Chlorhexidine has been widely used for oral management by patients with a poor oral hygiene status, but it has many side effects. Thus, the proper use of Scutellaria radix extract will help prevent dental caries, and such extract will replace chlorhexidine-containing antibiotics in terms of the anti-caries effect in the future.
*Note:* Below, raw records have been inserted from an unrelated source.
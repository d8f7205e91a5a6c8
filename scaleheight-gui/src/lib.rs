pub mod app;
pub mod logger;

use scaleheight::Version;

pub const VERSION: Version = Version {
    major: 0,
    minor: 1,
    patch: 0,
};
In conclusion, the S-OHI, Alban test value, and amount of S. mutans were reduced after gargling in all the groups (the saline gargling, chlorhexidine gargling, and Scutellaria radix gargling groups). In the comparison of the three groups, however, before gargling, there were no significant differences in the S-OHI, Alban test value, and amount of S. mutans, but after gargling, there were significant differences in the S-OHI and Alban test value among the three groups, and a clear difference was also shown between the chlorhexidine gargling and Scutellaria radix gargling groups. In dental practice, chlorhexidine is widely used, but as it has many side effects, if the Scutellaria radix natural extract is used as a mouthwash, it will greatly contribute to dental caries prevention and to the inhibition of plaque adhesion.